Les stratèges élyséens se méfient tout autant de Valérie Pécresse. La présidente de la région Ile-de-France (ex-LR) apparaît comme une concurrente à prendre au sérieux. Non seulement elle a mené une action reconnue par tous à la tête de la première des régions françaises, mais son positionnement politique lui vaut la sympathie d’une partie de l’électorat macroniste. Raison pour laquelle pas moins de cinq ministres lui ont été envoyés pour lui mordre les molets. Sans grand résultat d’ailleurs puisque Valérie Pécresse est donnée largement en tête dans les sondages.

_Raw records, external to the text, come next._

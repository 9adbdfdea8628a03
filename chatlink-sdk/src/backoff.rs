//! Delay between reconnect attempts.

use std::time::Duration;

use rand::Rng;

/// Default delay before reconnecting after an unexpected close.
pub const DEFAULT_RECONNECT_DELAY: Duration = Duration::from_secs(5);

/// Exponential back-off with additive jitter, capped at `max_delay`.
///
/// Attempt `n` (0-based) waits `min(initial_delay * multiplier^n, max_delay)`
/// plus up to `jitter` times that amount. Jitter only lengthens the wait, so
/// a delay is never shorter than the configured base.
#[derive(Debug, Clone, PartialEq)]
pub struct ReconnectPolicy {
    pub initial_delay: Duration,
    pub max_delay: Duration,
    pub multiplier: f64,
    /// Fraction in `[0, 1]`.
    pub jitter: f64,
}

impl ReconnectPolicy {
    /// Same delay for every attempt, no jitter.
    pub fn fixed(delay: Duration) -> Self {
        Self {
            initial_delay: delay,
            max_delay: delay,
            multiplier: 1.0,
            jitter: 0.0,
        }
    }

    /// Doubling delay from `initial` up to `max`, with 20% jitter.
    pub fn exponential(initial: Duration, max: Duration) -> Self {
        Self {
            initial_delay: initial,
            max_delay: max.max(initial),
            multiplier: 2.0,
            jitter: 0.2,
        }
    }

    pub fn with_jitter(mut self, jitter: f64) -> Self {
        self.jitter = jitter;
        self
    }

    /// Capped delay for `attempt`, before jitter.
    pub fn base_delay(&self, attempt: u32) -> Duration {
        let initial = self.initial_delay.as_secs_f64();
        let cap = self.max_delay.as_secs_f64().max(initial);
        let exp = self.multiplier.max(1.0).powi(attempt.min(i32::MAX as u32) as i32);
        let secs = (initial * exp).min(cap);
        // A cap near Duration::MAX rounds past it as f64.
        Duration::try_from_secs_f64(secs)
            .unwrap_or(self.max_delay)
            .min(self.max_delay.max(self.initial_delay))
    }

    /// Delay for `attempt` including jitter.
    pub fn delay_for(&self, attempt: u32) -> Duration {
        self.delay_with(attempt, &mut rand::thread_rng())
    }

    pub fn delay_with<R: Rng>(&self, attempt: u32, rng: &mut R) -> Duration {
        let base = self.base_delay(attempt);
        let jitter = self.jitter.clamp(0.0, 1.0);
        if jitter == 0.0 || base.is_zero() {
            return base;
        }
        let extra = base.as_secs_f64() * rng.gen_range(0.0..jitter);
        base.saturating_add(Duration::try_from_secs_f64(extra).unwrap_or(Duration::ZERO))
    }
}

impl Default for ReconnectPolicy {
    fn default() -> Self {
        Self::fixed(DEFAULT_RECONNECT_DELAY)
    }
}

Psychodrame à la sauce marseillaise

Si l’on ajoute à cela le psychodrame à la sauce marseillaise de la région Paca avec le vrai-faux retrait de la liste Lrem au profit du président sortant (LR) Renaud Muselier orchestré par le Premier ministre Jean Castex on peut s’interroger sur la stratégie élyséenne. « Je ne comprends pas le raisonnement qui consiste à envoyer cinq ministres contre Xavier Bertrand et cinq contre Valérie Pécresse. Dans les deux cas cela ne fonctionnera pas, au risque de montrer que les ministres n’ont aucun poids politique et de paver le chemin d’un candidat de droite vers l’Elysée » analyse Alain Minc. L’essayiste réputé pour être un proche du président et qui souhaite sa réélection estime que ces erreurs tactiques pourraient conduire Emmanuel Macron à la défaite en 2022. Rien n’est pourtant moins sûr !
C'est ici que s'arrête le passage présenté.